A Very Special Hero
Corporal Bill Henry "Willie" Apiata, VC (born 28 June 1972 in Mangakino, New Zealand) is a member of the Special Air Service of New Zealand and the first recipient of the Victoria Cross for New Zealand. He received the award on 2 July 2007 for bravery under fire during the Afghanistan conflict in 2004, after carrying a wounded compatriot across a battlefield to receive medical treatment.
Corporal Apiata is the first and only recipient of the Victoria Cross for New Zealand, as opposed to the Imperial Victoria Cross previously awarded. There are no living New Zealand recipients of the (Imperial) Victoria Cross, which was last awarded to a New Zealander for actions in the Second World War. Between 1864 and 1943, 21 members of the New Zealand forces were awarded the Victoria Cross including Captain Charles Upham, awarded a bar to the Victoria Cross in 1945 for gallantry in Egypt in 1942.
He enlisted in the New Zealand Army on 6 October 1989 in the Territorial Force Hauraki Regiment of the Royal New Zealand Infantry Regiment.
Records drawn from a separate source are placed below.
//! Runtime control over X properties.
//!
//! A client creates a 1x1 input only window with the class [`IPC_WINDOW_CLASS`]
//! and asks for it to be configured. The window manager notices the request,
//! starts watching the window's properties and sets `_DINA_IPC_STATE` to
//! `server_ready`. The client then writes a command line into
//! `_DINA_IPC_COMMAND`; the answer comes back in `_DINA_IPC_STATE`, with any
//! reply text placed in `_DINA_IPC_COMMAND`.
use std::{collections::HashSet, str::FromStr};

use anyhow::{anyhow, Result};
use thiserror::Error;
use xcb::Window;

use crate::{
    action::Bound,
    bindings::{parse_key_binding, BindError, KeyBinding, KeyMode, ModMask},
    keysym::Keysym,
    xconnection::{Property, TextProperty, XConn, XEvent, XcbConnection},
};

pub const IPC_WINDOW_NAME: &str = "DINA_IPC";
pub const IPC_WINDOW_CLASS: &str = "DINA_IPC";
pub const IPC_STATE_SERVER_READY: &str = "server_ready";
pub const IPC_STATE_REPLY_READY: &str = "reply_ready";
pub const IPC_STATE_SUCCESS: &str = "success";
pub const IPC_STATE_ERROR_PREFIX: &str = "error: ";

#[derive(Error, Debug)]
pub enum IpcError {
    #[error("empty command")]
    Empty,
    #[error("unknown command '{0}'")]
    UnknownCommand(String),
    #[error("missing {0}")]
    MissingArgument(&'static str),
    #[error("unexpected argument '{0}'")]
    TrailingArgument(String),
    #[error(transparent)]
    Bind(#[from] BindError),
}

/// A parsed control command.
#[derive(Debug, Clone, PartialEq, Eq)]
pub enum Command {
    /// `bindkey <mode> <key-spec> <action...>`
    BindKey(KeyBinding),
    /// `unbindkey <mode> <key-spec>`
    UnbindKey {
        mode: KeyMode,
        modifiers: ModMask,
        keysym: Keysym,
    },
    /// `mode <name>`
    Mode(KeyMode),
    ListBindings,
    Quit,
}

fn no_more<'a>(mut args: impl Iterator<Item = &'a str>) -> Result<(), IpcError> {
    match args.next() {
        Some(extra) => Err(IpcError::TrailingArgument(extra.to_string())),
        None => Ok(()),
    }
}

fn parse_mode(arg: Option<&str>) -> Result<KeyMode, IpcError> {
    Ok(arg.ok_or(IpcError::MissingArgument("mode"))?.parse()?)
}

impl FromStr for Command {
    type Err = IpcError;

    fn from_str(s: &str) -> Result<Command, IpcError> {
        let mut args = s.split_whitespace();
        let name = args.next().ok_or(IpcError::Empty)?;

        let command = match name {
            "bindkey" => {
                let mode = parse_mode(args.next())?;
                let spec = args.next().ok_or(IpcError::MissingArgument("key"))?;
                let action = args.collect::<Vec<_>>().join(" ");
                if action.is_empty() {
                    return Err(IpcError::MissingArgument("action"));
                }
                let bound: Bound = action.parse()?;
                Command::BindKey(KeyBinding::parse(spec, mode, bound)?)
            }
            "unbindkey" => {
                let mode = parse_mode(args.next())?;
                let spec = args.next().ok_or(IpcError::MissingArgument("key"))?;
                let (modifiers, keysym) = parse_key_binding(spec)?;
                no_more(args)?;
                Command::UnbindKey {
                    mode,
                    modifiers,
                    keysym,
                }
            }
            "mode" => {
                let mode = parse_mode(args.next())?;
                no_more(args)?;
                Command::Mode(mode)
            }
            "list_bindings" => {
                no_more(args)?;
                Command::ListBindings
            }
            "quit" => {
                no_more(args)?;
                Command::Quit
            }
            other => return Err(IpcError::UnknownCommand(other.to_string())),
        };
        Ok(command)
    }
}

/// What goes back to the client.
#[derive(Debug, Clone, PartialEq, Eq)]
pub enum Reply {
    Success,
    Error(String),
    Text(String),
}

/// The window manager's end of the channel.
#[derive(Debug, Default)]
pub struct IpcServer {
    clients: HashSet<Window>,
}

impl IpcServer {
    pub fn new() -> IpcServer {
        IpcServer::default()
    }

    pub fn is_client(&self, win: Window) -> bool {
        self.clients.contains(&win)
    }

    /// Start talking to `win` if it is a control window. Returns false for
    /// any other window.
    pub fn accept<X: XConn>(&mut self, conn: &X, win: Window) -> bool {
        if self.is_client(win) {
            return true;
        }
        match conn.window_class(win) {
            Some((class, _)) if class == IPC_WINDOW_CLASS => {
                debug!("ipc client connected on window {}", win);
                self.clients.insert(win);
                conn.watch_properties(win);
                conn.set_text_property(win, TextProperty::IpcState, IPC_STATE_SERVER_READY);
                true
            }
            _ => false,
        }
    }

    /// The command a client just wrote, if `win` is a client.
    pub fn read_command<X: XConn>(&self, conn: &X, win: Window) -> Option<Result<Command, IpcError>> {
        if !self.is_client(win) {
            return None;
        }
        let text = conn.text_property(win, TextProperty::IpcCommand)?;
        debug!("ipc command from {}: {}", win, text);
        Some(text.parse())
    }

    /// Answer a client. Every client gets exactly one answer.
    pub fn reply<X: XConn>(&mut self, conn: &X, win: Window, reply: Reply) {
        // forget the client first: writing the reply text fires another
        // property change on the command property
        self.clients.remove(&win);
        match reply {
            Reply::Success => conn.set_text_property(win, TextProperty::IpcState, IPC_STATE_SUCCESS),
            Reply::Error(reason) => {
                let state = format!("{}{}", IPC_STATE_ERROR_PREFIX, reason);
                conn.set_text_property(win, TextProperty::IpcState, &state);
            }
            Reply::Text(text) => {
                conn.set_text_property(win, TextProperty::IpcCommand, &text);
                conn.set_text_property(win, TextProperty::IpcState, IPC_STATE_REPLY_READY);
            }
        }
    }

    pub fn forget(&mut self, win: Window) {
        self.clients.remove(&win);
    }
}

/// The `dinactl` end of the channel.
pub struct IpcClient {
    conn: XcbConnection,
    ipc_win: Window,
}

impl IpcClient {
    pub fn new() -> Result<IpcClient> {
        let conn = XcbConnection::new()?;
        let ipc_win = conn.create_input_window(IPC_WINDOW_NAME, IPC_WINDOW_CLASS)?;
        conn.flush();
        conn.request_configure(ipc_win);
        conn.flush();
        Ok(IpcClient { conn, ipc_win })
    }

    pub fn send_command(&self, command: &str) -> Result<()> {
        let state = self.wait_for_state()?;
        if state != IPC_STATE_SERVER_READY {
            return Err(anyhow!("unexpected IPC state '{}'", state));
        }
        debug!("ipc client: IPC server ready");
        self.conn
            .set_text_property(self.ipc_win, TextProperty::IpcCommand, command);
        self.conn.flush();
        Ok(())
    }

    pub fn get_reply(&self) -> Result<String> {
        let state = self.wait_for_state()?;
        match state.as_str() {
            // No reply required
            IPC_STATE_SUCCESS => Ok(IPC_STATE_SUCCESS.to_string()),
            IPC_STATE_REPLY_READY => self
                .conn
                .text_property(self.ipc_win, TextProperty::IpcCommand)
                .ok_or_else(|| anyhow!("reply announced but missing")),
            s => match s.strip_prefix(IPC_STATE_ERROR_PREFIX) {
                Some(reason) => Err(anyhow!("{}", reason)),
                None => Err(anyhow!("Got an invalid state '{}'", s)),
            },
        }
    }

    fn wait_for_state(&self) -> Result<String> {
        loop {
            if let XEvent::PropertyNotify {
                id,
                property: Property::IpcState,
                deleted: false,
                ..
            } = self.conn.wait_for_event()?
            {
                if id != self.ipc_win {
                    continue;
                }
                if let Some(state) = self.conn.text_property(id, TextProperty::IpcState) {
                    return Ok(state);
                }
            }
        }
    }
}

impl Drop for IpcClient {
    fn drop(&mut self) {
        self.conn.destroy_window(self.ipc_win);
        self.conn.flush();
    }
}

#[cfg(test)]
mod tests {
    use super::*;
    use crate::{
        action::Action,
        bindings::{MOD_4, MOD_SHIFT},
        keysym::keysym_from_name,
        mock::MockXConn,
    };

    #[test]
    fn bindkey_takes_the_rest_of_the_line_as_action() {
        let cmd: Command = "bindkey normal M-S-f exec firefox --private-window".parse().unwrap();
        let expected = KeyBinding::new(
            MOD_4 | MOD_SHIFT,
            keysym_from_name("f").unwrap(),
            KeyMode::Normal,
            Bound::command("firefox --private-window"),
        );
        assert_eq!(cmd, Command::BindKey(expected));

        let cmd: Command = "bindkey Window M-n focus_next".parse().unwrap();
        match cmd {
            Command::BindKey(b) => {
                assert_eq!(b.mode, KeyMode::Window);
                assert_eq!(b.bound, Bound::action(Action::FocusNext));
            }
            other => panic!("unexpected {:?}", other),
        }
    }

    #[test]
    fn malformed_commands_are_rejected() {
        assert!(matches!("".parse::<Command>(), Err(IpcError::Empty)));
        assert!(matches!("reload".parse::<Command>(), Err(IpcError::UnknownCommand(_))));
        assert!(matches!("bindkey normal M-x".parse::<Command>(), Err(IpcError::MissingArgument("action"))));
        assert!(matches!("mode insert".parse::<Command>(), Err(IpcError::Bind(_))));
        assert!(matches!("quit now".parse::<Command>(), Err(IpcError::TrailingArgument(_))));
        assert!(matches!("unbindkey tag Q-1".parse::<Command>(), Err(IpcError::Bind(_))));
    }

    #[test]
    fn only_control_windows_are_accepted() {
        let conn = MockXConn::single();
        conn.add_window(5, IPC_WINDOW_CLASS, IPC_WINDOW_CLASS);
        conn.add_window(6, "URxvt", "urxvt");
        let mut server = IpcServer::new();

        assert!(!server.accept(&conn, 6));
        assert!(server.accept(&conn, 5));
        assert!(conn.window(5).watched);
        assert_eq!(conn.window(5).state.as_deref(), Some(IPC_STATE_SERVER_READY));
    }

    #[test]
    fn replies_end_the_conversation() {
        let conn = MockXConn::single();
        conn.add_window(5, IPC_WINDOW_CLASS, IPC_WINDOW_CLASS);
        let mut server = IpcServer::new();
        server.accept(&conn, 5);
        conn.set_text_property(5, TextProperty::IpcCommand, "list_bindings");

        let cmd = server.read_command(&conn, 5).unwrap().unwrap();
        assert_eq!(cmd, Command::ListBindings);
        server.reply(&conn, 5, Reply::Text("normal M-Return exec alacritty\n".into()));

        assert_eq!(conn.window(5).state.as_deref(), Some(IPC_STATE_REPLY_READY));
        assert_eq!(conn.window(5).command.as_deref(), Some("normal M-Return exec alacritty\n"));
        assert!(server.read_command(&conn, 5).is_none());
    }

    #[test]
    fn errors_carry_their_reason() {
        let conn = MockXConn::single();
        conn.add_window(5, IPC_WINDOW_CLASS, IPC_WINDOW_CLASS);
        let mut server = IpcServer::new();
        server.accept(&conn, 5);
        server.reply(&conn, 5, Reply::Error("unknown command 'reload'".into()));
        assert_eq!(
            conn.window(5).state.as_deref(),
            Some("error: unknown command 'reload'")
        );
    }
}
He unsuccessfully attempted to join the Special Air Service in 1996. From July 2000 to April 2001 he served in East Timor as a member of New Zealand's third Battalion Group as part of the United Nations Transitional Administration in East Timor. On his return he became a full-time soldier. His second attempt to join the SAS in November 2001 was successful.
Apiata (then a Lance Corporal) was part of a New Zealand Special Air Service (NZSAS) Troop in Afghanistan that came under attack from about 20 enemy fighters while holed-up for the night in a rocky rural area. The troop was attacked with rocket propelled grenades, destroying one of the troop's vehicles and immobilising another. This was followed by sustained machine gun and automatic rifle fire from close range.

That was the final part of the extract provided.